> [Provided data]:
◆ ◆ ◆
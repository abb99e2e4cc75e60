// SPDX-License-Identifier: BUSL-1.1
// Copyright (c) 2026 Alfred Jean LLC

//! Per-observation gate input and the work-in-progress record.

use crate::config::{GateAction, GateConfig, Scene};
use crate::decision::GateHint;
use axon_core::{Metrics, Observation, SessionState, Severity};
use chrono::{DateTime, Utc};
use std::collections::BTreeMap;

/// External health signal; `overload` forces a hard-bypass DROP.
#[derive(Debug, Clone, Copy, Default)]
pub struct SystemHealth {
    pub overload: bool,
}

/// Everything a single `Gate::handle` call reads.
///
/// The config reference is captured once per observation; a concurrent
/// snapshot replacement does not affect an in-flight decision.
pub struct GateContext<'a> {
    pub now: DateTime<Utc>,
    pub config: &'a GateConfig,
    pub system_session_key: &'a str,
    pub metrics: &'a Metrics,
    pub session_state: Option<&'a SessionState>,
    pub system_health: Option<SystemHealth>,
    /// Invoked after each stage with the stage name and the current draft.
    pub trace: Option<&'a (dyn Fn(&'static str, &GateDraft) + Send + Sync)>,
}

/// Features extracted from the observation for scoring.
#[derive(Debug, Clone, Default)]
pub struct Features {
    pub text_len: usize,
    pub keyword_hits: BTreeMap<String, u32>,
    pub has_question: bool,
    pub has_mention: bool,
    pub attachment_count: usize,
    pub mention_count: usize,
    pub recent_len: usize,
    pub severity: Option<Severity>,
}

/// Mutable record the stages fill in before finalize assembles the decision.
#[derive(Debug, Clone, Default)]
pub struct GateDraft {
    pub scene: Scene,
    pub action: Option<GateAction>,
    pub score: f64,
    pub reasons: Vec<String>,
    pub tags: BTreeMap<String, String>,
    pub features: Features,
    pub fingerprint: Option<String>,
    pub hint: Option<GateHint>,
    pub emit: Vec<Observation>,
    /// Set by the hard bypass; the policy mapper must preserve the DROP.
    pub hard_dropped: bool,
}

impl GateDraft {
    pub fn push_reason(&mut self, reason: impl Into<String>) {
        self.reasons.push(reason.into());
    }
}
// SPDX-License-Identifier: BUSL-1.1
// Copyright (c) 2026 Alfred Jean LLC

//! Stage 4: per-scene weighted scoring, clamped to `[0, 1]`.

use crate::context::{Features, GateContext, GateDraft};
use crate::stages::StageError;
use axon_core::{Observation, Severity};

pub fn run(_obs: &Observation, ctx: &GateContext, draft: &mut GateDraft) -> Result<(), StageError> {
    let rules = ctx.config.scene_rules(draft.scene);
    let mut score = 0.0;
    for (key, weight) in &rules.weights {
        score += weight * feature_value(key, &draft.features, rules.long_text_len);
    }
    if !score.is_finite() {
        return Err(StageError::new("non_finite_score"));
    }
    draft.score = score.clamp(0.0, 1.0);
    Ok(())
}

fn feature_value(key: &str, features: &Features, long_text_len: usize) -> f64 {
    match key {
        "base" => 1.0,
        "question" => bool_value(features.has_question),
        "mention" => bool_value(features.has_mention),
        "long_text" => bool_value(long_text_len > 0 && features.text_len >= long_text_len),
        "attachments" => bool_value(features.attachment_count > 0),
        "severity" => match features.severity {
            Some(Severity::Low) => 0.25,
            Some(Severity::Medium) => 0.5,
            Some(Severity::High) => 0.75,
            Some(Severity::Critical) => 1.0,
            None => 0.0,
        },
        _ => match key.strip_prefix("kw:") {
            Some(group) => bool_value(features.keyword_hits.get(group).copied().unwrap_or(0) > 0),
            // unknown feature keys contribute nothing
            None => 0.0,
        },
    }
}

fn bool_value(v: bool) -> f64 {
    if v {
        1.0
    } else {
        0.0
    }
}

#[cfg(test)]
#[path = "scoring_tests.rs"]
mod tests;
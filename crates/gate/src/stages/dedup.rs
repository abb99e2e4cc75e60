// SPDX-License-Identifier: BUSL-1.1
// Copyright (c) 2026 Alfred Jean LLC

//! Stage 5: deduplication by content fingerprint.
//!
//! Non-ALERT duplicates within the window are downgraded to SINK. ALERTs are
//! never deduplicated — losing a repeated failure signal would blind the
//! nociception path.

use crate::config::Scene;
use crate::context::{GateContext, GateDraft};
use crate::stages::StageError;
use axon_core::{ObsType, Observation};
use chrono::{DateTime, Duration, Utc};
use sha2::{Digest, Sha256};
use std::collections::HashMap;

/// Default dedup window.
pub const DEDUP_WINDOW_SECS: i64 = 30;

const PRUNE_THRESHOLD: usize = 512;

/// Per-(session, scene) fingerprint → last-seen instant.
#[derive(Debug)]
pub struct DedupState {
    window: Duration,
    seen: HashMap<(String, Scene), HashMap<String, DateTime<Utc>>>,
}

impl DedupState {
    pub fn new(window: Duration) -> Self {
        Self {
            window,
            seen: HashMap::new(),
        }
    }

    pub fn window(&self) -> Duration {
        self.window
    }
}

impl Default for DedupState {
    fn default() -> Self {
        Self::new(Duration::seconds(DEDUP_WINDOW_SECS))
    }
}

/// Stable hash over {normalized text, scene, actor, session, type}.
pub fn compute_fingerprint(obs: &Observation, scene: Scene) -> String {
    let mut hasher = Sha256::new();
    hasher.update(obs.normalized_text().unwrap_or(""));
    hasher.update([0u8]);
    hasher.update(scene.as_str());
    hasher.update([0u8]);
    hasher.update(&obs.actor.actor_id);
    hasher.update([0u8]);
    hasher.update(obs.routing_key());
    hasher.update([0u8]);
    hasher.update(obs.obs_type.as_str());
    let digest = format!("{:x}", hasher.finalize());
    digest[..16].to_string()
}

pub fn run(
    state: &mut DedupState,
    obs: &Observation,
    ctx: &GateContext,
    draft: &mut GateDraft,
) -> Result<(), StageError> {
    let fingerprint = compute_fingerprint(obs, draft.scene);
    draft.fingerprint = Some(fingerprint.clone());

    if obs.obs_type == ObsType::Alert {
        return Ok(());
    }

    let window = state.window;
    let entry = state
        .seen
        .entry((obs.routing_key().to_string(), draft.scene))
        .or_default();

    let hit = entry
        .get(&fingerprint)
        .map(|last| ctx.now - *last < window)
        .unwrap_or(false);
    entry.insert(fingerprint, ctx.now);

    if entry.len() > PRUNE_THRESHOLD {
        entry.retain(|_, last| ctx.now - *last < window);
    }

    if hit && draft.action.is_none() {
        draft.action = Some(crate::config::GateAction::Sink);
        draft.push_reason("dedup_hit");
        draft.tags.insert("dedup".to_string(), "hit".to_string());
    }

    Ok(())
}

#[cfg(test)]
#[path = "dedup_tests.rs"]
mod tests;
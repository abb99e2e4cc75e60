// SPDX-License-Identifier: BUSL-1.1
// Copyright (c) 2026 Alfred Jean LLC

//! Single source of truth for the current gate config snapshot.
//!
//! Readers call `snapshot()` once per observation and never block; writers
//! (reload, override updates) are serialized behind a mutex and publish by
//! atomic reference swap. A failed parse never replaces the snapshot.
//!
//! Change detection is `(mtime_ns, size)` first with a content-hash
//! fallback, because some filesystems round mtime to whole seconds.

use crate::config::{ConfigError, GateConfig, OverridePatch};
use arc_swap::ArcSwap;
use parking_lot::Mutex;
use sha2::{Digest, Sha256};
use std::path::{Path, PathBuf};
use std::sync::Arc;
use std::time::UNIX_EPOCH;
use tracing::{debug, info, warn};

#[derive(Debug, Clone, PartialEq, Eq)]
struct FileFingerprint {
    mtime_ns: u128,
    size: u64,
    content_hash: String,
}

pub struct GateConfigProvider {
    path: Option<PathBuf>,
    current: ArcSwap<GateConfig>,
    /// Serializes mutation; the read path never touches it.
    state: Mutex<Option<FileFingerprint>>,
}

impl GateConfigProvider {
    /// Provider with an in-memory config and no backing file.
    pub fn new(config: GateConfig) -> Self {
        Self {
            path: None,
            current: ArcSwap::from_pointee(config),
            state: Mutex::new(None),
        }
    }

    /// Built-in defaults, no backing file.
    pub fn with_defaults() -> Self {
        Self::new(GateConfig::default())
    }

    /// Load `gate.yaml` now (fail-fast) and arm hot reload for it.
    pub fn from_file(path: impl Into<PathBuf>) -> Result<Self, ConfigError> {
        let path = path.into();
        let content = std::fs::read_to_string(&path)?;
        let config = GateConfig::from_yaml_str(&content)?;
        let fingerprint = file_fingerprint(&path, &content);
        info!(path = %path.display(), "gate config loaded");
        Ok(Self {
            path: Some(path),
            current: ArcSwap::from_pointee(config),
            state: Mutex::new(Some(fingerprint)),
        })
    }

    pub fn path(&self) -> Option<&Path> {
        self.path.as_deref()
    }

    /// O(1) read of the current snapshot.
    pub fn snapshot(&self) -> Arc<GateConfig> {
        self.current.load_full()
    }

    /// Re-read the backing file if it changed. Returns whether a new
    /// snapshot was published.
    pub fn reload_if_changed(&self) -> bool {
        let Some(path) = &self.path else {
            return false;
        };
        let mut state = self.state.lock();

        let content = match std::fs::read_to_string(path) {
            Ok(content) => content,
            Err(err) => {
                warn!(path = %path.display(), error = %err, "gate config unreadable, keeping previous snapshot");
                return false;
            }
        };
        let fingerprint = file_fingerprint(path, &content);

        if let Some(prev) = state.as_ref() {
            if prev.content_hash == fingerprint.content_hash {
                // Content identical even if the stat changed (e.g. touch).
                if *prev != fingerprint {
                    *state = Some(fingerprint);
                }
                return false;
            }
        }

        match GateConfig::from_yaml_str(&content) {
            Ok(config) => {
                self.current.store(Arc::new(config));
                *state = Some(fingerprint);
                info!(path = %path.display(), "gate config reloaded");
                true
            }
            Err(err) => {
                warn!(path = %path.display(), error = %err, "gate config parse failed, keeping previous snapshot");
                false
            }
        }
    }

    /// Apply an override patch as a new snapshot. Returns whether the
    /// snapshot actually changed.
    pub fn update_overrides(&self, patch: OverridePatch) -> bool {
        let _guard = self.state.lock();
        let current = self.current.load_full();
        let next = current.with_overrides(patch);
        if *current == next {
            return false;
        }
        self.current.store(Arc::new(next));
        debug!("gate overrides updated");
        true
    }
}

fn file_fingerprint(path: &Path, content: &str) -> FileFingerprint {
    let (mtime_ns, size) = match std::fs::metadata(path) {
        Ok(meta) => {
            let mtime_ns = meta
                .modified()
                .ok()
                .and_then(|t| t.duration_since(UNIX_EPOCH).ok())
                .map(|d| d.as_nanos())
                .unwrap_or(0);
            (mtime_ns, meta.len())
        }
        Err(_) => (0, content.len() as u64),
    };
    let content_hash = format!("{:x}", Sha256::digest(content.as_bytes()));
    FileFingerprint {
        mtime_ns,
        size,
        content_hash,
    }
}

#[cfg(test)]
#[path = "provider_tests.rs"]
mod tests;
◆ ◆ ◆
> [What this task involves]: Retrieve each line from the records above where the word "ArcSwap" occurs.

> [Completed task]:
use arc_swap::ArcSwap;
    current: ArcSwap<GateConfig>,
            current: ArcSwap::from_pointee(config),
            current: ArcSwap::from_pointee(config),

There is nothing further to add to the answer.